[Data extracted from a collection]
-*-*-

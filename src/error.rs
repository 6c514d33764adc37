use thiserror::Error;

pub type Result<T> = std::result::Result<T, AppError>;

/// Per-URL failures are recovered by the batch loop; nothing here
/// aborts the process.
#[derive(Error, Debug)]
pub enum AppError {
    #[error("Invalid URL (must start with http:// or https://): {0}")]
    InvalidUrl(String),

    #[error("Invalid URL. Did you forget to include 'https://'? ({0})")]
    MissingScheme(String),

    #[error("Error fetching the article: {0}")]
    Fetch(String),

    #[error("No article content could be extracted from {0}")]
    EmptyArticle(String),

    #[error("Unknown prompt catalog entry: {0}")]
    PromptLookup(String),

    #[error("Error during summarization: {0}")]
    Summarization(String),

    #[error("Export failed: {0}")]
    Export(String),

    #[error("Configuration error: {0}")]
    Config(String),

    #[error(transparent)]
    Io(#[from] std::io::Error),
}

-*-*-

* Work task:
Whichever lines of the records above hold the word "https" should all be copied out.

* Output:
    #[error("Invalid URL (must start with http:// or https://): {0}")]
    #[error("Invalid URL. Did you forget to include 'https://'? ({0})")]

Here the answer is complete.